[[ Information given open ]]

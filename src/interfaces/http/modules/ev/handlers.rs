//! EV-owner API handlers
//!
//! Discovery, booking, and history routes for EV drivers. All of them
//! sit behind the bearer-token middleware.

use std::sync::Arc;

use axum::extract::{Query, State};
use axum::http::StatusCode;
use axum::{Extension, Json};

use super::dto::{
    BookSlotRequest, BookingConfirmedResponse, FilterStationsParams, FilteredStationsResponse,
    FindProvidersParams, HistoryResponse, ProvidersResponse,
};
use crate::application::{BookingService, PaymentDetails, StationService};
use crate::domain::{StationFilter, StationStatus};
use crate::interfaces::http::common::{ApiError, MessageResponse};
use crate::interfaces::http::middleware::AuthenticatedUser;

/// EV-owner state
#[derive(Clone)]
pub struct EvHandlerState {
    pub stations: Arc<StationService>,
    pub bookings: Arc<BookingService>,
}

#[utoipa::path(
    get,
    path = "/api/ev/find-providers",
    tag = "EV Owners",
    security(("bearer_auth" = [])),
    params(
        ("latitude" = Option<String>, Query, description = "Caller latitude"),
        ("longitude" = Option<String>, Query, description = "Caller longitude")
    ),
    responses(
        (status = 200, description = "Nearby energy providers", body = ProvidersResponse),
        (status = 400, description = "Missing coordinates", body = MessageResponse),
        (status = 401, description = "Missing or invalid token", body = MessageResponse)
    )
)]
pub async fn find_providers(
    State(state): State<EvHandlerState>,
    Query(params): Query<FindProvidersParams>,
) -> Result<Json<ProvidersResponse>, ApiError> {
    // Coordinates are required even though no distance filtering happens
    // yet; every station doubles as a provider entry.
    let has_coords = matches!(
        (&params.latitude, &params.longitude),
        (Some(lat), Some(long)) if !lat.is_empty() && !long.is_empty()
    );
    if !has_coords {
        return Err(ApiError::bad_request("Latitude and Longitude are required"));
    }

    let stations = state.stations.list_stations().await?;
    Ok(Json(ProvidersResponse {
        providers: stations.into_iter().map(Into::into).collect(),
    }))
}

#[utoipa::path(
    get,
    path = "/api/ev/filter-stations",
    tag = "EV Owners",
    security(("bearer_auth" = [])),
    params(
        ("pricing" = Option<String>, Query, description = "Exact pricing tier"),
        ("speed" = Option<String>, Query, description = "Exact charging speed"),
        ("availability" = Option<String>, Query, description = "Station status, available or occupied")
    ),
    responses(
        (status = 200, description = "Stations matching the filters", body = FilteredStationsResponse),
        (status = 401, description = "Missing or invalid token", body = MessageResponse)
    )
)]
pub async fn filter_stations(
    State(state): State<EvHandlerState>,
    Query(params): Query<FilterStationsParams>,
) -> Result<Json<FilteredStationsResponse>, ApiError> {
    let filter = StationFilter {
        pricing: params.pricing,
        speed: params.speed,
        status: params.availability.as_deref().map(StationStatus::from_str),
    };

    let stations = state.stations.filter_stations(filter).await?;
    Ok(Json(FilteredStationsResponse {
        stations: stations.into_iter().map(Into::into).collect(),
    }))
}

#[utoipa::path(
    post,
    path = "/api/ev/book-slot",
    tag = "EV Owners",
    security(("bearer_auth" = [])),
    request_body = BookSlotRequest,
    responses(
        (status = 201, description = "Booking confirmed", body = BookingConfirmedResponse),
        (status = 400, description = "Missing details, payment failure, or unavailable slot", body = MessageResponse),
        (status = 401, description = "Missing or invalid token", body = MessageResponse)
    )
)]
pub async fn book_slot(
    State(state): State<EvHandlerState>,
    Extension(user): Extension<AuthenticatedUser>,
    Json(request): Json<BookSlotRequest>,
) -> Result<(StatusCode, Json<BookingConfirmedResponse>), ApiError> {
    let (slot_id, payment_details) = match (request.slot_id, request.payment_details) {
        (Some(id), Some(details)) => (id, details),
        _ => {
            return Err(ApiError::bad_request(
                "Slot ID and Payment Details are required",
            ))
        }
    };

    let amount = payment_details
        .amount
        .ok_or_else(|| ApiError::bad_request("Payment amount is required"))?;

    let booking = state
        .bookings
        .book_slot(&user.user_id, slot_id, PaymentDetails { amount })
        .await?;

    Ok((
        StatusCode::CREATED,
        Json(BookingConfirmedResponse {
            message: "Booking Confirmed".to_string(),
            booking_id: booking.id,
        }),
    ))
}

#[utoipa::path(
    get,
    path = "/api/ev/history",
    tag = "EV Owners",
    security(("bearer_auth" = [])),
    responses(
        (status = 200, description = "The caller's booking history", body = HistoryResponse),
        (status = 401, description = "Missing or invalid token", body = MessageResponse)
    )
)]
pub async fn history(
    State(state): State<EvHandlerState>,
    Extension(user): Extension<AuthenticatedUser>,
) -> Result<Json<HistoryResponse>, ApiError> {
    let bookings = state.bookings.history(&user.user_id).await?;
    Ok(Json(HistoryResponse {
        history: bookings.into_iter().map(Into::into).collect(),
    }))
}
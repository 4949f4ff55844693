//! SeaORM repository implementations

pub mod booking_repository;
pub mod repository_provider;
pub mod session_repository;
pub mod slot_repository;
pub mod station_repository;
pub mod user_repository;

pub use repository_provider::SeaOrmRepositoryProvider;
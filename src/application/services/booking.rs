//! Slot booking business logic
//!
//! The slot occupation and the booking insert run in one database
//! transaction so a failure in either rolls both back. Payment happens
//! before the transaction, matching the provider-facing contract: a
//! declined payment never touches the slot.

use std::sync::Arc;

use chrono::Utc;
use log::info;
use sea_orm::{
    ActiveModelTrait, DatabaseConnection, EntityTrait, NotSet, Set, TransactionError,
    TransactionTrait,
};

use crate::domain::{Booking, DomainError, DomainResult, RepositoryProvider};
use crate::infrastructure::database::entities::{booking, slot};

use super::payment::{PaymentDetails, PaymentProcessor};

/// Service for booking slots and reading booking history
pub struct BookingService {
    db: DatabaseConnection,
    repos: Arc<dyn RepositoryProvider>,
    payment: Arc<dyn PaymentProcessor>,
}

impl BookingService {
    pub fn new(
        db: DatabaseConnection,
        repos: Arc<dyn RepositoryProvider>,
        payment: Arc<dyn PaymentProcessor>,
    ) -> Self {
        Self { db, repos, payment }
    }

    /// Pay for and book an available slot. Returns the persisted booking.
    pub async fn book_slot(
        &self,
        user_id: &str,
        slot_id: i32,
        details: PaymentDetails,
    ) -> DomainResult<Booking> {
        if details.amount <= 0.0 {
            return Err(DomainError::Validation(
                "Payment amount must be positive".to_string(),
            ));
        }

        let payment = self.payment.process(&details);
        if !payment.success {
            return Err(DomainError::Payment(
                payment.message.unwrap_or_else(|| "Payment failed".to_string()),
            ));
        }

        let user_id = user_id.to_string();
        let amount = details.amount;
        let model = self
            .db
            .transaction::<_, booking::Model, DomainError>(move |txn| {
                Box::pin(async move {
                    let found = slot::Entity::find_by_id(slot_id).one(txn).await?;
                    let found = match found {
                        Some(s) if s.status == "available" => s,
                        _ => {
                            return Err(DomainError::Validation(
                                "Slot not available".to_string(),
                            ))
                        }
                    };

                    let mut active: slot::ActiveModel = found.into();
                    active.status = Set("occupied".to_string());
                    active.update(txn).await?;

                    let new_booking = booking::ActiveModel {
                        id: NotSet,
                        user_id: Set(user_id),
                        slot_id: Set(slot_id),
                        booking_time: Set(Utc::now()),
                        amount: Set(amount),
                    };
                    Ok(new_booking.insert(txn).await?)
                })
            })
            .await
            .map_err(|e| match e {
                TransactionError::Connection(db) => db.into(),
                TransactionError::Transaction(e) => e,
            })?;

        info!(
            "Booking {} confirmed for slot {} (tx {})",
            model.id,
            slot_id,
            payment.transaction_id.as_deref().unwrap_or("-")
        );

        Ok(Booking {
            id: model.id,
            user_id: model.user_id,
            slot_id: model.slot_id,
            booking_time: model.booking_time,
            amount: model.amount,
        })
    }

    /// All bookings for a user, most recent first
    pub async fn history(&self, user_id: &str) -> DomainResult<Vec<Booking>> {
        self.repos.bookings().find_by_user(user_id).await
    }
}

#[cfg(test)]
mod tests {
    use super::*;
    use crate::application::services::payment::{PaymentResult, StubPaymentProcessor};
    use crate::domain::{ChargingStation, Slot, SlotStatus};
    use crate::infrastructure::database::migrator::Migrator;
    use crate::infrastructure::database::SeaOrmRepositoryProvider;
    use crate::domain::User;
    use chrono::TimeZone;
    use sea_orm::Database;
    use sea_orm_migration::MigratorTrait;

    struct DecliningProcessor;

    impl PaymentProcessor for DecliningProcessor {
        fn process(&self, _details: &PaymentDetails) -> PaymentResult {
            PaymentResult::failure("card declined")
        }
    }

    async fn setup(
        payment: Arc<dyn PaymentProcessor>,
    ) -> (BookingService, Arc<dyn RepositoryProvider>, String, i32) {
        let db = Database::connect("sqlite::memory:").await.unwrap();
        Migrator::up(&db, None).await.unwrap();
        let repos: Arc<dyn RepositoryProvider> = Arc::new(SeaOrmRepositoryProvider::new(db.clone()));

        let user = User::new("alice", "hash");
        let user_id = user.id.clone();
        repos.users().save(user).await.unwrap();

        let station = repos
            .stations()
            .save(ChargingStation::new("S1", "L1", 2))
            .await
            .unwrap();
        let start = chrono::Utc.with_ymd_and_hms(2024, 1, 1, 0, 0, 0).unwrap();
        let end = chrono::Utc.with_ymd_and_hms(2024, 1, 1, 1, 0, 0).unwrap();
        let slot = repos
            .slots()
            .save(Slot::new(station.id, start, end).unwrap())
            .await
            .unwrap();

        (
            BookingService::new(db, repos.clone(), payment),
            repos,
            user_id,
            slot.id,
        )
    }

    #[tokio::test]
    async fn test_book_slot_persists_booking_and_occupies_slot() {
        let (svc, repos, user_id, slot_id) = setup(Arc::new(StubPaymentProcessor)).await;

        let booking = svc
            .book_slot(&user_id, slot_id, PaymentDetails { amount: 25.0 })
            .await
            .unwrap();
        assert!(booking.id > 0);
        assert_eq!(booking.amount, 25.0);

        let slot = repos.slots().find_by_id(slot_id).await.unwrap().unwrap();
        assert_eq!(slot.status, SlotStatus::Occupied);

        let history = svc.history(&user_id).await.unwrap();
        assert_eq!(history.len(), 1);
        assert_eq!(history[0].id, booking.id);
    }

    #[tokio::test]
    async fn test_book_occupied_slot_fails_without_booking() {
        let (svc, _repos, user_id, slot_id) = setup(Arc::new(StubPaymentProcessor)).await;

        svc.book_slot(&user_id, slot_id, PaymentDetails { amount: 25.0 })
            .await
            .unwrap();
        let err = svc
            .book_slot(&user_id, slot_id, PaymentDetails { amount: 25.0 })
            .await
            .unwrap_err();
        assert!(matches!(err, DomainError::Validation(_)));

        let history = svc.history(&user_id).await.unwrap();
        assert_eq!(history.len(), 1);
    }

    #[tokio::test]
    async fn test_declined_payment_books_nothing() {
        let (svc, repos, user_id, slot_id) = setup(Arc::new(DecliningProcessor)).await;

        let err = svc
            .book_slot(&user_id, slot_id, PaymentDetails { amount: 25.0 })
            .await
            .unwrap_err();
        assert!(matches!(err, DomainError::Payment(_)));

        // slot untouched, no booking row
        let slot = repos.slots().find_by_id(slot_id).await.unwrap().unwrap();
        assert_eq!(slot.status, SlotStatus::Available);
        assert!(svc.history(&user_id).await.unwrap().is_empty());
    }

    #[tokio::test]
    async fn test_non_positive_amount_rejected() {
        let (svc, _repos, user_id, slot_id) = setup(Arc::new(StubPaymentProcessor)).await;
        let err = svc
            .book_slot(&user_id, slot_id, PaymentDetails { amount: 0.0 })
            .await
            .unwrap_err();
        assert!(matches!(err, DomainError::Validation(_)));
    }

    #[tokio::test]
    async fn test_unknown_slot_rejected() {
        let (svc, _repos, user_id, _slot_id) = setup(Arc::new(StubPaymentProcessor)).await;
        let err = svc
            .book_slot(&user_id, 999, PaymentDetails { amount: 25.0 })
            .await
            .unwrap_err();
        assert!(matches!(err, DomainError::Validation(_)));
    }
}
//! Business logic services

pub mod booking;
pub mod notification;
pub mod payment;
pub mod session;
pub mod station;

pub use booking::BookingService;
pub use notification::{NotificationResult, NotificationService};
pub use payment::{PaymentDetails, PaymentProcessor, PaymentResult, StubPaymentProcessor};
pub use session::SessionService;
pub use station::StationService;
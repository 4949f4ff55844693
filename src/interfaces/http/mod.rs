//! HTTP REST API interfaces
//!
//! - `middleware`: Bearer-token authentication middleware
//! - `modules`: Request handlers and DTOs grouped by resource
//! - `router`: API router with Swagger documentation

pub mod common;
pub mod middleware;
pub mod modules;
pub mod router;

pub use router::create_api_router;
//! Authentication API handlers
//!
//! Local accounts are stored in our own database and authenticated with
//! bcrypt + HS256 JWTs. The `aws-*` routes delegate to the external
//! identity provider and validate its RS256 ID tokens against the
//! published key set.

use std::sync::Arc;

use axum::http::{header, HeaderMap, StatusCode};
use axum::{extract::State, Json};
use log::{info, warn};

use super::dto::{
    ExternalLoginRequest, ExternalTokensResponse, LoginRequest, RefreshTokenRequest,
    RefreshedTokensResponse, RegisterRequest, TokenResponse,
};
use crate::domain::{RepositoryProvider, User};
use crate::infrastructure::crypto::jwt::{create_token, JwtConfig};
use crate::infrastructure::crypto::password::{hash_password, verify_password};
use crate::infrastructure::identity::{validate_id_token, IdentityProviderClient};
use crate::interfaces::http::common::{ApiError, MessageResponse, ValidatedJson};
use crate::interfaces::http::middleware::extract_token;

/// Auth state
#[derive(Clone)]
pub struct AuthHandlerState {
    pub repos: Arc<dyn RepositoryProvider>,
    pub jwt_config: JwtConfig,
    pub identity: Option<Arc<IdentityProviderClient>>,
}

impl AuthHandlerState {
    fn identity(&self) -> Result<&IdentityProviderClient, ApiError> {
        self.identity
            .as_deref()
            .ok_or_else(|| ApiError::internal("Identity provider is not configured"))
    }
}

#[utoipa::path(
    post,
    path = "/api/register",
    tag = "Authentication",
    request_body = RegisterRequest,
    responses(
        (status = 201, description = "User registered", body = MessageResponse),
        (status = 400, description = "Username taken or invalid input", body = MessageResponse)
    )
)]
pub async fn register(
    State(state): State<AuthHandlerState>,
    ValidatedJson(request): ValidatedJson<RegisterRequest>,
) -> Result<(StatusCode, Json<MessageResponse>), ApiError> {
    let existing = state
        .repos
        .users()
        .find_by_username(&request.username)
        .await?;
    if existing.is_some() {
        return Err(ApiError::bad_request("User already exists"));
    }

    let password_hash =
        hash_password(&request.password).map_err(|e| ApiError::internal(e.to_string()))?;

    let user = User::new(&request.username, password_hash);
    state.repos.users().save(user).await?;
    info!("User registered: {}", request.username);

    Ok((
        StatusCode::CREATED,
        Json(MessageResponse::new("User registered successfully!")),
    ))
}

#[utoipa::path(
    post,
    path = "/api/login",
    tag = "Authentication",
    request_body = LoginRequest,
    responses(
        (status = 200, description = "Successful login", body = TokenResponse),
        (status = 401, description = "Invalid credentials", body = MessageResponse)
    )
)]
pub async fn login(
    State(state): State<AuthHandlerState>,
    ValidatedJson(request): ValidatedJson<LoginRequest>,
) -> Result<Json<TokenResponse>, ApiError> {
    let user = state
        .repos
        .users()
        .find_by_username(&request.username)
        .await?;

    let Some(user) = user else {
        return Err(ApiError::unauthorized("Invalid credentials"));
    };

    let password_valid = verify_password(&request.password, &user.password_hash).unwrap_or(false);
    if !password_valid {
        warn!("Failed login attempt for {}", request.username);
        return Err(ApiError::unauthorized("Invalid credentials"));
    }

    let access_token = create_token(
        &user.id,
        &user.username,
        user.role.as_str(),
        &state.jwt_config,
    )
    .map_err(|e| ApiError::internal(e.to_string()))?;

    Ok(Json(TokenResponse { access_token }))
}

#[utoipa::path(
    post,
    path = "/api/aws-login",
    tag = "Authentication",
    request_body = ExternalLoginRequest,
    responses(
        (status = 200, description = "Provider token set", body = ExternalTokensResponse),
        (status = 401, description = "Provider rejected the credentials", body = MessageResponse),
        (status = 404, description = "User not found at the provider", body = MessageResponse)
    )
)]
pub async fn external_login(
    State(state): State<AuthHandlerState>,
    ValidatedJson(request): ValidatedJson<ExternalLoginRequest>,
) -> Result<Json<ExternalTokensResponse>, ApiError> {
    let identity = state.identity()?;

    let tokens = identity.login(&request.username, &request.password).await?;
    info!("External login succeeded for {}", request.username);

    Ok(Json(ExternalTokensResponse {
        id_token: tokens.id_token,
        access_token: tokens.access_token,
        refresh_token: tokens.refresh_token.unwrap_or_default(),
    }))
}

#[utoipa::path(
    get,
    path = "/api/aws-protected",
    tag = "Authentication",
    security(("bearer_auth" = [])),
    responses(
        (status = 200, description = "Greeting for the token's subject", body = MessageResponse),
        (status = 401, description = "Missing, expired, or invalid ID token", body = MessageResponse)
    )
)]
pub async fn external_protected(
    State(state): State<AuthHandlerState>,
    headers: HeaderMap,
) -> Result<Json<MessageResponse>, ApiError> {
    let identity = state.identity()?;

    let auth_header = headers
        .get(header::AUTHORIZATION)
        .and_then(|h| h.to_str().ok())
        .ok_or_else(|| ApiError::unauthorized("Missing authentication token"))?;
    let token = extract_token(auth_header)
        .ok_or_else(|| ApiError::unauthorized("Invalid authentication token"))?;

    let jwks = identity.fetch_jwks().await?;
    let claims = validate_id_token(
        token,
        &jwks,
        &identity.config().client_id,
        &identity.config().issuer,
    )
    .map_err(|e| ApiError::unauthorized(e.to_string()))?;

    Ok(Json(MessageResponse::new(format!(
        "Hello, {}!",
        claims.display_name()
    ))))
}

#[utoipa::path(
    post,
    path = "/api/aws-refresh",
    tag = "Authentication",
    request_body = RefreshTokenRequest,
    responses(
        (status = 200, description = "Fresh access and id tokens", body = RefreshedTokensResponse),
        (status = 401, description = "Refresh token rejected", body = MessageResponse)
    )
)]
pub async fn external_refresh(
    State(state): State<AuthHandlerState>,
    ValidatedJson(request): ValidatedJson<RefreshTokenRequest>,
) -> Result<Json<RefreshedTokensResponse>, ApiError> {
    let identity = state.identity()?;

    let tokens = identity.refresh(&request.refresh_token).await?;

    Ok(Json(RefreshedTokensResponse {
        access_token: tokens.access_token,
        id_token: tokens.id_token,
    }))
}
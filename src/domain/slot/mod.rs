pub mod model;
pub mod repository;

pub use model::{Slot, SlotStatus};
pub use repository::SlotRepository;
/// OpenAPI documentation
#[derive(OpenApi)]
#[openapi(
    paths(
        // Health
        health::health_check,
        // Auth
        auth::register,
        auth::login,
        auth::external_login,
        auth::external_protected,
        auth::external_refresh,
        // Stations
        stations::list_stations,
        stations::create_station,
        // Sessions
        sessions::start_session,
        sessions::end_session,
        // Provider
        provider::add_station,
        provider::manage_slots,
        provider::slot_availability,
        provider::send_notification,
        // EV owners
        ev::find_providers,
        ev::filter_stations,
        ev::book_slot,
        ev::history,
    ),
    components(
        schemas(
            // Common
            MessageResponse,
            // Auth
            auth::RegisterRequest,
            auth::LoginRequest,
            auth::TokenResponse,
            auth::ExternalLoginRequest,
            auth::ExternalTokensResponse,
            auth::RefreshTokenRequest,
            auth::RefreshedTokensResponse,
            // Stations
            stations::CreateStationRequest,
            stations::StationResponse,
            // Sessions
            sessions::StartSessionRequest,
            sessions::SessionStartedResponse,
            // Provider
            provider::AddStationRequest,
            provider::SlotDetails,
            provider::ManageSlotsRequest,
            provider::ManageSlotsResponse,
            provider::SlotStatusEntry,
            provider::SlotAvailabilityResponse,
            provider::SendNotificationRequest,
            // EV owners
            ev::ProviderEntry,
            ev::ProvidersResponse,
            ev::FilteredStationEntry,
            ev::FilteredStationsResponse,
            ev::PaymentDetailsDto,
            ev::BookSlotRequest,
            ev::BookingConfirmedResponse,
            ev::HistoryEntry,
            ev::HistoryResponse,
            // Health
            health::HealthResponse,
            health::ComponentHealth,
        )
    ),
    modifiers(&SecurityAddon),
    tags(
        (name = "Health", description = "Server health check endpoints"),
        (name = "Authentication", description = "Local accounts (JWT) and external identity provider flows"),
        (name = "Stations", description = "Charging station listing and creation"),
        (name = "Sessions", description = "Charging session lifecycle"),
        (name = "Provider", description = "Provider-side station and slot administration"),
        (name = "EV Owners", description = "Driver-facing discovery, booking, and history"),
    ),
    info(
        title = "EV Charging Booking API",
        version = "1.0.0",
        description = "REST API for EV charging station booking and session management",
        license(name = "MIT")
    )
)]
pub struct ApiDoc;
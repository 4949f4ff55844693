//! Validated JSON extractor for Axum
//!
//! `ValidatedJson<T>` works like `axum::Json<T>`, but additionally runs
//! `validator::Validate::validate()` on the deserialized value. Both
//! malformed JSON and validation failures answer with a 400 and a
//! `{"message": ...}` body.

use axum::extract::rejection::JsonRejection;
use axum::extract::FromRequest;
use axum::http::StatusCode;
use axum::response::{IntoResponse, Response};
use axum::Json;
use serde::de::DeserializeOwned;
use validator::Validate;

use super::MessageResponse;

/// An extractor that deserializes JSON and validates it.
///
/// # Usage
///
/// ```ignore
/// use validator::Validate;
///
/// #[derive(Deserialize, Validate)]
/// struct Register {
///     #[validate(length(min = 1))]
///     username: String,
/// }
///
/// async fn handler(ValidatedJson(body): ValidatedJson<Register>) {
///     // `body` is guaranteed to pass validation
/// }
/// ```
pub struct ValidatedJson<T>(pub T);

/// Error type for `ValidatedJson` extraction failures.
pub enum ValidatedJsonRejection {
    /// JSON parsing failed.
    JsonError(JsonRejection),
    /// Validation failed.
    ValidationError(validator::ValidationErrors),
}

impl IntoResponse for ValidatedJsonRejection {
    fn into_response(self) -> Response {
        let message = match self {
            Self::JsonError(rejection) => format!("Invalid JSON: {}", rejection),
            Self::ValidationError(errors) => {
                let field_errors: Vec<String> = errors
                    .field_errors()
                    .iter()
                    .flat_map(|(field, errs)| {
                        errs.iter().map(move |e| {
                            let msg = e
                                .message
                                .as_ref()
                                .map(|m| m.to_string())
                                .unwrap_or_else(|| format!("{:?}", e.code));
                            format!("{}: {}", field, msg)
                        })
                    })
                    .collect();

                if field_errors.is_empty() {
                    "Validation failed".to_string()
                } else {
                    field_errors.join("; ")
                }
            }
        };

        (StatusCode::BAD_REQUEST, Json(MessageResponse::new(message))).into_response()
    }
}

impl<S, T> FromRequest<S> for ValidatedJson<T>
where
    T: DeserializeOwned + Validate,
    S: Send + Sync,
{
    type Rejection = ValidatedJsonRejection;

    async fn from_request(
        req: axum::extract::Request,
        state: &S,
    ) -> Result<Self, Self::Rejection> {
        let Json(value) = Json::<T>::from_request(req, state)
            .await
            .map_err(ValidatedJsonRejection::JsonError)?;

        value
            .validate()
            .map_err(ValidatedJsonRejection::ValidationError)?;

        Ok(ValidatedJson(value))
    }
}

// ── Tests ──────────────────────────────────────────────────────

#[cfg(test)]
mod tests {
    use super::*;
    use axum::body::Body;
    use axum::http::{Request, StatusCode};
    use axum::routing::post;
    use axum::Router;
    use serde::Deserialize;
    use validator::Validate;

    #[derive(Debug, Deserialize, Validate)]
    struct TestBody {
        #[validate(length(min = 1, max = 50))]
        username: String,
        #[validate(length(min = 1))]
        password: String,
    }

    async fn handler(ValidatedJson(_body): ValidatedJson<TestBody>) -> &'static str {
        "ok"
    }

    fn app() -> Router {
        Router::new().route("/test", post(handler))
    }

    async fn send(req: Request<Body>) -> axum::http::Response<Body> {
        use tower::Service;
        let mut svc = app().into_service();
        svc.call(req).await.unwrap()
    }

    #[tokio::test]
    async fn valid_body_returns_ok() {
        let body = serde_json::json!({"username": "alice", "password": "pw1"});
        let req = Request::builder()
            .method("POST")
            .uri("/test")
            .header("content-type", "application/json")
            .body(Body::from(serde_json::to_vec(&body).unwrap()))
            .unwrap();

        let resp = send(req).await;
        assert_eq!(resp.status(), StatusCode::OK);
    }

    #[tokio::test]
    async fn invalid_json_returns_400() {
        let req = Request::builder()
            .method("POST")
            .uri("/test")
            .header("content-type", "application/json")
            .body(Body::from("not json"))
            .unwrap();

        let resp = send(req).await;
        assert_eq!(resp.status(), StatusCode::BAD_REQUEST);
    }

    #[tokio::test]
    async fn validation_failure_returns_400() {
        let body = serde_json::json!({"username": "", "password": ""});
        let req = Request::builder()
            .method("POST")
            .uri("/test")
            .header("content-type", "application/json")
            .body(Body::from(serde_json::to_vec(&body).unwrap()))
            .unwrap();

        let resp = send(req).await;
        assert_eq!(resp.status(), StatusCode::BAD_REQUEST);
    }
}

[[ Information given closed ]]

◆ Directions ◆
Make a list of all lines in the data that contain "ProvidersResponse".

◆ Response area ◆
    FindProvidersParams, HistoryResponse, ProvidersResponse,
        (status = 200, description = "Nearby energy providers", body = ProvidersResponse),
) -> Result<Json<ProvidersResponse>, ApiError> {
    Ok(Json(ProvidersResponse {
            ev::ProvidersResponse,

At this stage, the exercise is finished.